Auch ohne Schlaganfall haben wir ab und zu Wahrnehmungsausfälle und sehen nicht das ganze Bild. Wir spalten andere Menschen in Gut und Böse auf, und wenn wir uns über jemanden so richtig ärgern, nehmen wir nur noch die irritierenden Anteile wahr. Wenn wir niedergeschlagen sind, erscheint uns die Welt viel trüber, als sie tatsächlich ist. Wenn wir verletzt sind, konzentrieren wir uns unweigerlich auf die Schmerzen und nicht auf die Körperstellen, die gerade schmerzfrei sind.

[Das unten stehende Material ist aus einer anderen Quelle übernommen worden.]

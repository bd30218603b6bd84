//! # Configuration Module
//!
//! Session parameters ([`config`]), pipeline tuning knobs ([`settings`]) and
//! the optional TOML settings file.

pub mod config;
pub mod settings;

pub use config::{
    API_KEY_ENV, DEFAULT_FRAME_RATE_HZ, MAX_FRAME_RATE_HZ, MIN_FRAME_RATE_HZ, Region, SessionConfig,
};
pub use settings::{
    ChannelSettings, EncoderSettings, ReconnectPolicy, ServiceSettings, WatchSettings,
};
impl ChannelSettings {
    pub fn validate(&self) -> WatchResult<()> {
        if !(self.endpoint.starts_with("wss://") || self.endpoint.starts_with("ws://")) {
            return Err(WatchError::validation(
                "channel.endpoint",
                "must be a ws:// or wss:// URL",
                self.endpoint.clone(),
            ));
        }
        if self.model.trim().is_empty() {
            return Err(WatchError::validation("channel.model", "must not be empty", ""));
        }
        for (field, value) in [
            ("channel.connect_timeout", self.connect_timeout),
            ("channel.handshake_timeout", self.handshake_timeout),
            ("channel.send_timeout", self.send_timeout),
            ("channel.close_timeout", self.close_timeout),
        ] {
            if value.is_zero() {
                return Err(WatchError::validation(field, "must be greater than 0", "0"));
            }
        }
        if self.rotate_after.is_some_and(|d| d.is_zero()) {
            return Err(WatchError::validation(
                "channel.rotate_after",
                "must be greater than 0 when set",
                "0",
            ));
        }
        self.reconnect.validate()
    }
}

#[derive(Debug, Default, Deserialize)]
#[serde(deny_unknown_fields)]
pub struct SessionSection {
    pub api_key: Option<String>,
    pub frame_rate_hz: Option<u32>,
    pub prompt: Option<String>,
    pub region: Option<Region>,
}

#[derive(Debug, Default, Deserialize)]
#[serde(deny_unknown_fields)]
pub struct EncoderSection {
    pub max_long_side: Option<u32>,
    pub native: Option<bool>,
    pub min_long_side: Option<u32>,
    pub quality: Option<u8>,
    pub min_quality: Option<u8>,
    pub quality_step: Option<u8>,
    pub bandwidth_budget_bytes_per_sec: Option<u64>,
    pub max_passes: Option<u32>,
}

#[derive(Debug, Default, Deserialize)]
#[serde(deny_unknown_fields)]
pub struct ReconnectSection {
    pub initial_delay_ms: Option<u64>,
    pub multiplier: Option<f64>,
    pub max_delay_ms: Option<u64>,
    pub max_attempts: Option<u32>,
}

#[derive(Debug, Default, Deserialize)]
#[serde(deny_unknown_fields)]
pub struct ChannelSection {
    pub endpoint: Option<String>,
    pub model: Option<String>,
    pub max_output_tokens: Option<u32>,
    pub safety_settings: Option<serde_json::Value>,
    pub connect_timeout_ms: Option<u64>,
    pub handshake_timeout_ms: Option<u64>,
    pub send_timeout_ms: Option<u64>,
    pub close_timeout_ms: Option<u64>,
    pub rotate_after_secs: Option<u64>,
    pub reconnect: Option<ReconnectSection>,
}

#[derive(Debug, Default, Deserialize)]
#[serde(deny_unknown_fields)]
pub struct ListenerSection {
    pub enabled: Option<bool>,
    pub addr: Option<SocketAddr>,
}

impl ListenerSection {
    fn resolve(&self, default: SocketAddr) -> Option<SocketAddr> {
        match self.enabled {
            Some(false) => None,
            _ => Some(self.addr.unwrap_or(default)),
        }
    }
}

/// Parsed settings file. Each section overlays the defaults.
#[derive(Debug, Default, Deserialize)]
#[serde(deny_unknown_fields)]
pub struct WatchSettings {
    pub session: Option<SessionSection>,
    pub encoder: Option<EncoderSection>,
    pub channel: Option<ChannelSection>,
    pub broadcast: Option<ListenerSection>,
    pub control: Option<ListenerSection>,
}

impl WatchSettings {
    /// Read and parse a settings file.
    pub fn load(path: impl AsRef<Path>) -> WatchResult<Self> {
        let path = path.as_ref();
        let text = std::fs::read_to_string(path).map_err(|e| {
            WatchError::io("reading settings file", e).with_context(path.display().to_string())
        })?;
        Self::from_toml(&text).map_err(|e| e.with_context(path.display().to_string()))
    }

    pub fn from_toml(text: &str) -> WatchResult<Self> {
        Ok(toml::from_str(text)?)
    }

    /// Encoder settings with this file's overrides applied.
    pub fn encoder_settings(&self) -> EncoderSettings {
        let mut out = EncoderSettings::default();
        let Some(sec) = &self.encoder else {
            return out;
        };
        if let Some(v) = sec.max_long_side {
            out.max_long_side = Some(v);
        }
        if sec.native == Some(true) {
            out.max_long_side = None;
        }
        if let Some(v) = sec.min_long_side {
            out.min_long_side = v;
        }
        if let Some(v) = sec.quality {
            out.quality = v;
        }
        if let Some(v) = sec.min_quality {
            out.min_quality = v;
        }
        if let Some(v) = sec.quality_step {
            out.quality_step = v;
        }
        if let Some(v) = sec.bandwidth_budget_bytes_per_sec {
            out.bandwidth_budget_bytes_per_sec = Some(v);
        }
        if let Some(v) = sec.max_passes {
            out.max_passes = v;
        }
        out
    }

    /// Channel settings with this file's overrides applied.
    pub fn channel_settings(&self) -> ChannelSettings {
        let mut out = ChannelSettings::default();
        let Some(sec) = &self.channel else {
            return out;
        };
        if let Some(v) = &sec.endpoint {
            out.endpoint = v.clone();
        }
        if let Some(v) = &sec.model {
            out.model = v.clone();
        }
        if let Some(v) = sec.max_output_tokens {
            out.max_output_tokens = Some(v);
        }
        if let Some(v) = &sec.safety_settings {
            out.safety_settings = Some(v.clone());
        }
        if let Some(ms) = sec.connect_timeout_ms {
            out.connect_timeout = Duration::from_millis(ms);
        }
        if let Some(ms) = sec.handshake_timeout_ms {
            out.handshake_timeout = Duration::from_millis(ms);
        }
        if let Some(ms) = sec.send_timeout_ms {
            out.send_timeout = Duration::from_millis(ms);
        }
        if let Some(ms) = sec.close_timeout_ms {
            out.close_timeout = Duration::from_millis(ms);
        }
        if let Some(secs) = sec.rotate_after_secs {
            out.rotate_after = Some(Duration::from_secs(secs));
        }
        if let Some(r) = &sec.reconnect {
            if let Some(ms) = r.initial_delay_ms {
                out.reconnect.initial_delay = Duration::from_millis(ms);
            }
            if let Some(v) = r.multiplier {
                out.reconnect.multiplier = v;
            }
            if let Some(ms) = r.max_delay_ms {
                out.reconnect.max_delay = Duration::from_millis(ms);
            }
            if let Some(v) = r.max_attempts {
                out.reconnect.max_attempts = v;
            }
        }
        out
    }

    /// Local servers the file asks for.
    pub fn service_settings(&self) -> ServiceSettings {
        ServiceSettings {
            broadcast: self
                .broadcast
                .as_ref()
                .and_then(|s| s.resolve(DEFAULT_BROADCAST_ADDR)),
            control: self
                .control
                .as_ref()
                .and_then(|s| s.resolve(DEFAULT_CONTROL_ADDR)),
        }
    }

    /// Assemble a session config from the file, falling back to `api_key_env`
    /// for the key. The flag reports whether the file named a region; when it
    /// did not, the returned region is empty and fails validation.
    pub fn session_config(&self, api_key_env: Option<String>) -> (SessionConfig, bool) {
        let sec = self.session.as_ref();
        let api_key = sec
            .and_then(|s| s.api_key.clone())
            .or(api_key_env)
            .unwrap_or_default();
        let frame_rate_hz = sec
            .and_then(|s| s.frame_rate_hz)
            .unwrap_or(DEFAULT_FRAME_RATE_HZ);
        let prompt = sec.and_then(|s| s.prompt.clone()).unwrap_or_default();
        let region = sec.and_then(|s| s.region);
        let has_region = region.is_some();
        (
            SessionConfig::new(
                api_key,
                frame_rate_hz,
                region.unwrap_or(Region::new(0, 0, 0, 0)),
                prompt,
            ),
            has_region,
        )
    }
}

Und gerade dann kann es so heilsam sein, den Blick bewusst neu auszurichten: auf das, was gerade okay oder sogar gut ist. Auf die Seiten unserer Mitmenschen, die angenehm für uns sind. Wie Nicki erkannt hat, hilft es, klar zu formulieren, was wir uns wünschen. Und dann erst mal all die Erbsen zu zählen, die bereits auf dem Teller sind.

Alte Schätze

Vor Kurzem habe ich beim Ausmisten einen kleinen Stoffhund gefunden, den mein Ex-Freund Andreas mir vor vielen Jahren geschenkt hat. In Zagreb gibt es für solche Fälle einen ganz besonderen Ort: das Museum of Broken Relationships. Es ist so etwas wie eine Schatzkammer vergangener Lieben, mit Hunderten Trennungsstücken wie beispielsweise einem ramponierten Gartenzwerg, der aus enttäuschter Liebe eins auf die Porzellannase bekam, einer Auswahl von Flugzeug-Kotztüten, die im Rahmen einer Fernbeziehung gesammelt wurden, oder einer Axt, mit der ein Verlassener die Möbel seiner Ex durchtrennt hatte. Wer seine Beziehungsrelikte nicht in Zagreb ausstellen möchte, kann einschlägige Webseiten wie beispielsweise Neverlikeditanyway.com besuchen, wo etwa ungetragene Brautkleider und Eheringe meistbietend verkauft werden können. Oder man macht es wie ich: Man steckt schöne alte Liebesbriefe in Bücher und schreckliche alte Liebesbriefe in Kartons auf dem Dachboden. Oder umgekehrt. Wir müssen alle unsere eigene Form des Abschieds finden.